Current classes are in sushi making and hand-pulling biang biang noodles, limited to the 15 or so kitchen bar seats that form Pagu’s gleaming open kitchen.. The sessions take place mostly from noon to 2:30 p.m.-ish on weekends and cost a bit north of $100. For that you get a pretty good deal: a brief, professional presentation on the history of sushi back to its salted-fish roots; hands-on instruction; a cocktail (the bar is open, and a friendly server glides in and out taking orders and fulfilling them seamlessly); and sushi, sushi, sushi that you eat as you make. There’s a take-home pamphlet with a summary of all the ingredients and sauce and an outline of the technique.

There are also snacks to start and finish off your session, first a rich bowl of salmon bone miso soup and savory, crisp black cod croquet – on the Pagu menu and in its market for pickup on the way home – to make sure you’re not “hangry,” as Chang puts it. A large miso sesame chocolate cookie caps the experience. (I can’t testify to it’s tastiness, as I took it home for my daughter, but it did disappear fast.) Like the coquettes, you can buy those cookies or the dough at the Pagu Market, as well as biang biang noodle kits and more.

The sushi-class setup at Pagu. (Photo: Tom Meek)

As a food writer and sometimes pot-rattler on the stove, I decided to try a class, but must say I did so with trepidation that I would be lost in the dust, bobbling a lean piece of slippery fish and dropping it on the floor. (At home you can be a kitchen klutz and no one will ever know – kinda). I’m a rabid fan of Pagu’s noodles, and thought that was my jam. But scheduling said sushi.

Chang, whose cuisine blends Japanese and Spanish styles and staples, knows her way around fish, rice and seaweed. She worked at the famous O Ya in Boston’s Leather District, where an omakase course is $300 without beverages or extras; her grandmother, who immigrated from Taiwan, ran Tokyo Restaurant out by Fresh Pond. (And her sushi chef now runs Sushi Kappo Toraya in Arlington, which may be the area’s greatest sushi dining experience for the dollar.)

There’s a tray of cut raw fish (salmon and tuna) and strip-sliced cucumber waiting when you arrive for a lesson that includes how to fold and tear nori (seaweed) wrappers, make two kinds of hand rolls (a tube and cone, which is not as easy as it looks), maki (sushi rolls with a bamboo mat) with rice inside and outside and, of course, the beloved nigiri with a slab of fish atop a bar of rice.

The author tries his hand at torching nigiri at a Pagu sushi class. (Photo: Tracy Chang)

How’d I do? It wasn’t as hard as I thought, but there were some real pros at the table.
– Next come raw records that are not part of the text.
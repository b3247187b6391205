//! 应用装配
//!
//! 命令总线挂缓存失效中间件，查询总线挂响应缓存中间件，两者共用同一组具名依赖。
//!
use crate::commands::{
    CreateUser, CreateUserHandler, DeleteUser, DeleteUserHandler, EVENTS, SERVICES, UpdateUser,
    UpdateUserHandler,
};
use crate::entity::{SQLITE_DDL, User, graph};
use crate::events::{LogUserCreated, UserCreated};
use crate::queries::{GetManyOffsetUser, GetManyOffsetUserHandler, GetOneUser, GetOneUserHandler};
use crate::service::Services;
use qcbus_application::{
    AppError, Bus, Cache, CacheInvalidateMiddleware, CacheMiddleware, EventBus,
};
use qcbus_persist::{Entity, ManagerFactory, PersistResult, QueryEngine};
use std::sync::Arc;
use std::time::Duration;
use tracing::debug;

pub struct App {
    pub commands: Bus,
    pub queries: Bus,
    pub events: Arc<EventBus>,
}

impl App {
    pub fn build(
        managers: ManagerFactory,
        cache: Arc<dyn Cache>,
        cache_time: Duration,
    ) -> Result<Self, AppError> {
        let engine = QueryEngine::new(Arc::new(graph()?));
        let services = Services::new(managers, engine);

        let events = Arc::new(EventBus::new());
        events.register::<UserCreated>(vec![Arc::new(LogUserCreated)]);

        let commands = Bus::builder()
            .singleton(SERVICES, services.clone())
            .singleton(EVENTS, events.clone())
            .middleware(Arc::new(CacheInvalidateMiddleware::new(cache.clone())))
            .handler::<CreateUser, CreateUserHandler>()
            .handler::<UpdateUser, UpdateUserHandler>()
            .handler::<DeleteUser, DeleteUserHandler>()
            .build()?;

        let queries = Bus::builder()
            .singleton(SERVICES, services)
            .middleware(Arc::new(CacheMiddleware::new(cache).cache_time(cache_time)))
            .handler::<GetOneUser, GetOneUserHandler>()
            .handler::<GetManyOffsetUser, GetManyOffsetUserHandler>()
            .build()?;

        Ok(Self {
            commands,
            queries,
            events,
        })
    }
}

/// 建表（SQLite）
pub async fn migrate(managers: &ManagerFactory) -> PersistResult<()> {
    let mut manager = managers.manager();
    for ddl in SQLITE_DDL {
        manager.session().execute_raw(ddl).await?;
    }
    debug!(entity = User::NAME, "schema ready");
    manager.close().await
}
The woman next to me was a personal chef and caterer who’s been focusing on sushi for the past few years. Our nigiri pieces looked the same, but she did hers in half the time and didn’t have rice mittens as I did – I think I was the only one who had that problem, likely from a lack of finger dipping in water. The other thing that was a bit awkward was torching some of that nigiri, but Chang and her staff were there to help.

My big three takeaways from Chang: Never boil miso, “it takes away its aromatic qualities and texture”; use water on your sushi knife for each cut; and don’t saw. If you’re going to torch your fish, make sure it is marinated.
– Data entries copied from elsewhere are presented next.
//! 预加载规划（eager loading）
//!
//! 把请求的关系名称解析成加载树，再编译为可复用的查询计划：
//!
//! - 单值关系（一对一、多对一）以 `LEFT OUTER JOIN` 并入主语句，
//!   列以 `tN__列名` 取别名，取回后按关系名嵌套回父记录（不存在则为 `null`）；
//! - 集合关系（一对多、多对多）各自一条子查询，按父键分区、目标主键倒序编号，
//!   每个父记录最多取 [`DEFAULT_RELATIONSHIP_LOAD_LIMIT`] 条，以数组挂到父记录上；
//!   更深的关系在子查询内部递归规划。
//!
//! 计划只取决于 (实体, 解析后的加载树)，编译后缓存并以 `Arc` 共享；
//! 缓存条目数有上限，满了随机淘汰一条。
//!
use crate::error::PersistResult;
use crate::graph::RelationshipGraph;
use crate::schema::{EntitySchema, JoinCondition, Relationship};
use crate::session::Session;
use crate::statement::{ResultTypes, SqlWriter, Statement, qualified, quote, require_column};
use crate::value::{ColumnType, Record, Value};
use dashmap::DashMap;
use futures_util::future::BoxFuture;
use serde_json::Value as Json;
use std::collections::{HashMap, HashSet};
use std::sync::Arc;
use tracing::debug;

/// 集合关系每个父记录最多加载的条数
pub const DEFAULT_RELATIONSHIP_LOAD_LIMIT: i64 = 20;

/// 主实体在语句中的别名
pub(crate) const ROOT_ALIAS: &str = "t0";

const LINK_ALIAS: &str = "lnk";
const PARTITION_ALIAS: &str = "s";
const PARENT_KEY: &str = "__parent";
const ROW_NUMBER: &str = "__rn";

/// 计划缓存的条目上限
pub const PLAN_CACHE_CAPACITY: usize = 128;

/// 加载树节点
#[derive(Debug)]
struct LoadNode<'g> {
    edge: &'g Relationship,
    children: Vec<LoadNode<'g>>,
}

/// 把所有请求名称的路径合并成一棵树；同一目标实体在整棵树中最多出现一次
fn load_tree<'g>(
    graph: &'g RelationshipGraph,
    entity: &str,
    loads: &[String],
) -> Vec<LoadNode<'g>> {
    let mut roots: Vec<LoadNode<'g>> = Vec::new();
    let mut seen: HashSet<&'g str> = HashSet::new();

    for name in loads {
        let mut level = &mut roots;
        for edge in graph.resolve(entity, name) {
            let pos = match level.iter().position(|n| n.edge.name() == edge.name()) {
                Some(pos) => pos,
                None => {
                    if !seen.insert(edge.target()) {
                        break;
                    }
                    level.push(LoadNode {
                        edge,
                        children: Vec::new(),
                    });
                    level.len() - 1
                }
            };
            level = &mut level[pos].children;
        }
    }

    roots
}

/// 加载树的规范签名，如 `author,comments(writer)`；未知名称不出现在签名里
fn tree_signature(tree: &[LoadNode<'_>]) -> String {
    tree.iter()
        .map(|node| {
            if node.children.is_empty() {
                node.edge.name().to_owned()
            } else {
                format!("{}({})", node.edge.name(), tree_signature(&node.children))
            }
        })
        .collect::<Vec<_>>()
        .join(",")
}

fn nested_name(alias: &str, column: &str) -> String {
    format!("{alias}__{column}")
}

/// 一个经 JOIN 并入的单值关系
#[derive(Debug)]
struct Nest {
    /// 父节点：`None` 为主实体，否则为 `nests` 中的下标
    owner: Option<usize>,
    relation: String,
    alias: String,
    columns: Vec<String>,
    pk: String,
}

/// 一个以子查询加载的集合关系
#[derive(Debug)]
struct CollectionPlan {
    owner: Option<usize>,
    relation: String,
    local: String,
    local_ty: ColumnType,
    parent_expr: String,
    link_sql: Option<String>,
    target_pk: String,
    plan: SelectPlan,
}

/// 编译后的查询计划
#[derive(Debug)]
pub struct SelectPlan {
    columns_sql: String,
    from_sql: String,
    root_columns: Vec<String>,
    /// 主语句各结果列（含 JOIN 别名列）的声明类型
    types: ResultTypes,
    nests: Vec<Nest>,
    collections: Vec<CollectionPlan>,
}

impl SelectPlan {
    fn compile(
        graph: &RelationshipGraph,
        schema: &EntitySchema,
        tree: &[LoadNode<'_>],
    ) -> PersistResult<Self> {
        let mut plan = SelectPlan {
            columns_sql: String::new(),
            from_sql: format!("{} AS {}", quote(schema.table()), quote(ROOT_ALIAS)),
            root_columns: Vec::new(),
            types: ResultTypes::new(),
            nests: Vec::new(),
            collections: Vec::new(),
        };

        let mut columns = Vec::new();
        for col in schema.columns() {
            columns.push(format!(
                "{} AS {}",
                qualified(ROOT_ALIAS, col.name()),
                quote(col.name())
            ));
            plan.root_columns.push(col.name().to_owned());
            plan.types.insert(col.name().to_owned(), col.ty());
        }

        let mut aliases = 1;
        plan.attach(graph, schema, None, ROOT_ALIAS, tree, &mut columns, &mut aliases)?;
        plan.columns_sql = columns.join(", ");
        Ok(plan)
    }

    #[allow(clippy::too_many_arguments)]
    fn attach(
        &mut self,
        graph: &RelationshipGraph,
        owner_schema: &EntitySchema,
        owner: Option<usize>,
        owner_alias: &str,
        nodes: &[LoadNode<'_>],
        columns: &mut Vec<String>,
        aliases: &mut usize,
    ) -> PersistResult<()> {
        for node in nodes {
            let edge = node.edge;
            let target = graph.entity(edge.target())?;
            let local = edge.local_column();

            if edge.cardinality().is_collection() {
                let (parent_expr, link_sql) = match edge.join() {
                    JoinCondition::Columns { remote, .. } => (qualified(ROOT_ALIAS, remote), None),
                    JoinCondition::Secondary {
                        table,
                        secondary_local,
                        secondary_remote,
                        remote,
                        ..
                    } => (
                        qualified(LINK_ALIAS, secondary_local),
                        Some(format!(
                            " INNER JOIN {} AS {} ON {} = {}",
                            quote(table),
                            quote(LINK_ALIAS),
                            qualified(LINK_ALIAS, secondary_remote),
                            qualified(ROOT_ALIAS, remote)
                        )),
                    ),
                };
                self.collections.push(CollectionPlan {
                    owner,
                    relation: edge.name().to_owned(),
                    local: local.to_owned(),
                    local_ty: require_column(owner_schema, local)?.ty(),
                    parent_expr,
                    link_sql,
                    target_pk: target.primary_key().name().to_owned(),
                    plan: SelectPlan::compile(graph, &target, &node.children)?,
                });
                continue;
            }

            let alias = format!("t{aliases}");
            *aliases += 1;
            self.from_sql.push_str(&format!(
                " LEFT OUTER JOIN {} AS {} ON {} = {}",
                quote(target.table()),
                quote(&alias),
                qualified(owner_alias, local),
                qualified(&alias, edge.remote_column())
            ));

            let mut names = Vec::with_capacity(target.columns().len());
            for col in target.columns() {
                columns.push(format!(
                    "{} AS {}",
                    qualified(&alias, col.name()),
                    quote(&nested_name(&alias, col.name()))
                ));
                names.push(col.name().to_owned());
                self.types.insert(nested_name(&alias, col.name()), col.ty());
            }

            let idx = self.nests.len();
            self.nests.push(Nest {
                owner,
                relation: edge.name().to_owned(),
                alias: alias.clone(),
                columns: names,
                pk: target.primary_key().name().to_owned(),
            });
            self.attach(graph, &target, Some(idx), &alias, &node.children, columns, aliases)?;
        }
        Ok(())
    }

    /// `SELECT <列> FROM <表及 JOIN>`
    pub fn sql(&self) -> String {
        format!("SELECT {} FROM {}", self.columns_sql, self.from_sql)
    }

    pub(crate) fn select(&self) -> SqlWriter {
        let mut w = SqlWriter::new(self.sql());
        w.typed(&self.types);
        w
    }

    /// 集合关系的数量（每个都会多一条子查询）
    pub fn collection_count(&self) -> usize {
        self.collections.len()
    }

    /// 把主语句返回的扁平行还原为嵌套记录，并加载集合关系
    pub(crate) fn load<'a>(
        &'a self,
        session: &'a mut dyn Session,
        rows: Vec<Record>,
    ) -> BoxFuture<'a, PersistResult<Vec<Record>>> {
        Box::pin(async move {
            let mut rows: Vec<Hydrated> = rows.into_iter().map(|r| self.split(r)).collect();
            for collection in &self.collections {
                collection.attach(session, &mut rows).await?;
            }
            Ok(rows.into_iter().map(|r| self.assemble(r)).collect())
        })
    }

    fn split(&self, mut flat: Record) -> Hydrated {
        let mut root = Record::new();
        for col in &self.root_columns {
            root.insert(col.clone(), flat.remove(col).unwrap_or(Json::Null));
        }

        let nests = self
            .nests
            .iter()
            .map(|nest| {
                let mut record = Record::new();
                for col in &nest.columns {
                    let value = flat
                        .remove(&nested_name(&nest.alias, col))
                        .unwrap_or(Json::Null);
                    record.insert(col.clone(), value);
                }
                match record.get(&nest.pk) {
                    None | Some(Json::Null) => None,
                    Some(_) => Some(record),
                }
            })
            .collect();

        Hydrated { root, nests }
    }

    fn assemble(&self, row: Hydrated) -> Record {
        let Hydrated { mut root, mut nests } = row;
        // 子节点下标总大于父节点，倒序折叠即可先完成子树
        for (idx, nest) in self.nests.iter().enumerate().rev() {
            let value = nests
                .get_mut(idx)
                .and_then(Option::take)
                .map(Json::Object)
                .unwrap_or(Json::Null);
            let parent = match nest.owner {
                None => Some(&mut root),
                Some(owner) => nests.get_mut(owner).and_then(Option::as_mut),
            };
            if let Some(parent) = parent {
                parent.insert(nest.relation.clone(), value);
            }
        }
        root
    }
}

/// 拆分后的一行：主记录 + 每个 JOIN 关系的记录
struct Hydrated {
    root: Record,
    nests: Vec<Option<Record>>,
}

impl Hydrated {
    fn owner(&self, owner: Option<usize>) -> Option<&Record> {
        match owner {
            None => Some(&self.root),
            Some(idx) => self.nests.get(idx).and_then(Option::as_ref),
        }
    }

    fn owner_mut(&mut self, owner: Option<usize>) -> Option<&mut Record> {
        match owner {
            None => Some(&mut self.root),
            Some(idx) => self.nests.get_mut(idx).and_then(Option::as_mut),
        }
    }
}

impl CollectionPlan {
    fn statement(&self, keys: Vec<Value>) -> Statement {
        let target_pk = qualified(ROOT_ALIAS, &self.target_pk);
        let mut w = SqlWriter::new(format!(
            "SELECT * FROM (SELECT {cols}, {parent} AS {parent_key}, ROW_NUMBER() OVER \
             (PARTITION BY {parent} ORDER BY {target_pk} DESC) AS {rn} FROM {from}{link} WHERE {parent} IN ",
            cols = self.plan.columns_sql,
            parent = self.parent_expr,
            parent_key = quote(PARENT_KEY),
            rn = quote(ROW_NUMBER),
            from = self.plan.from_sql,
            link = self.link_sql.as_deref().unwrap_or_default(),
        ));
        w.typed(&self.plan.types);
        w.bind_list(keys);
        w.push(&format!(
            ") AS {} WHERE {} <= ",
            quote(PARTITION_ALIAS),
            qualified(PARTITION_ALIAS, ROW_NUMBER)
        ));
        w.bind(Value::Int(DEFAULT_RELATIONSHIP_LOAD_LIMIT));
        w.push(&format!(
            " ORDER BY {}, {}",
            qualified(PARTITION_ALIAS, PARENT_KEY),
            qualified(PARTITION_ALIAS, ROW_NUMBER)
        ));
        let mut stmt = w.finish();
        stmt.result_types.insert(PARENT_KEY.to_owned(), self.local_ty);
        stmt
    }

    async fn attach(&self, session: &mut dyn Session, rows: &mut [Hydrated]) -> PersistResult<()> {
        let mut keys = Vec::new();
        let mut seen = HashSet::new();
        for row in rows.iter() {
            let Some(key) = row.owner(self.owner).and_then(|r| r.get(&self.local)) else {
                continue;
            };
            if key.is_null() || !seen.insert(key.to_string()) {
                continue;
            }
            keys.push(Value::from_json(self.local_ty, key)?);
        }

        let mut groups: HashMap<String, Vec<Json>> = HashMap::new();
        if !keys.is_empty() {
            let flat = session.fetch_all(&self.statement(keys)).await?;
            let parents: Vec<String> = flat
                .iter()
                .map(|r| r.get(PARENT_KEY).map(Json::to_string).unwrap_or_default())
                .collect();
            let children = self.plan.load(session, flat).await?;
            for (parent, child) in parents.into_iter().zip(children) {
                groups.entry(parent).or_default().push(Json::Object(child));
            }
        }

        for row in rows.iter_mut() {
            let Some(owner) = row.owner_mut(self.owner) else {
                continue;
            };
            let key = owner.get(&self.local).map(Json::to_string).unwrap_or_default();
            let items = groups.get(&key).cloned().unwrap_or_default();
            owner.insert(self.relation.clone(), Json::Array(items));
        }
        Ok(())
    }
}

/// 计划缓存：同一 (实体, 预加载名称) 只编译一次
#[derive(Debug)]
pub struct LoadPlanner {
    graph: Arc<RelationshipGraph>,
    cache: DashMap<(String, String), Arc<SelectPlan>>,
    capacity: usize,
}

impl LoadPlanner {
    pub fn new(graph: Arc<RelationshipGraph>) -> Self {
        Self::with_capacity(graph, PLAN_CACHE_CAPACITY)
    }

    pub(crate) fn with_capacity(graph: Arc<RelationshipGraph>, capacity: usize) -> Self {
        Self {
            graph,
            cache: DashMap::new(),
            capacity: capacity.max(1),
        }
    }

    pub fn graph(&self) -> &Arc<RelationshipGraph> {
        &self.graph
    }

    /// 未知的预加载名称被忽略
    pub fn plan(&self, entity: &str, loads: &[String]) -> PersistResult<Arc<SelectPlan>> {
        let tree = load_tree(&self.graph, entity, loads);
        let key = (entity.to_owned(), tree_signature(&tree));
        if let Some(plan) = self.cache.get(&key) {
            return Ok(Arc::clone(plan.value()));
        }

        let schema = self.graph.entity(entity)?;
        let plan = Arc::new(SelectPlan::compile(&self.graph, &schema, &tree)?);
        debug!(entity, tree = %key.1, sql = %plan.sql(), "compiled load plan");

        if self.cache.len() >= self.capacity {
            // 先取出键再删除，迭代器持有分片读锁
            let victim = self.cache.iter().next().map(|e| e.key().clone());
            if let Some(victim) = victim {
                self.cache.remove(&victim);
            }
        }
        let entry = self.cache.entry(key).or_insert(plan);
        Ok(Arc::clone(entry.value()))
    }

    pub(crate) fn cached(&self) -> usize {
        self.cache.len()
    }
}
Class atmosphere was intense but festive. Alexa Plenge of Wellesley was back after taking the noodle-pulling class and hosting her own noodle-pulling party, saying the class “exceeded expectations.” Barry Schaudt of Inman Square, who cooks regularly and likes to expand his culinary palette, called the experience a memorable testament to Pagu’s “dedication to culinary excellence and education.”

Future classes will include lessons on bao (Chinese steamed bun) and gluten-free baking, Chang said. 

Chang, mother of two, is always coming up with ideas to engage the community. During the Covid pandemic she was part of the projects Off Their Plate, which fed frontline hospital workers when cafeterias shut down, and Project Restore Us, which provided culturally appropriate hunger-relief boxes to Asian communities suffering from food insecurity. She’s now looking to partner with a Lowell public school to help make the menu more healthy and culturally meaningful to its community. 

Pagu hosts a Lunar New Year brunch on Sunday that will include a lion line dance performance.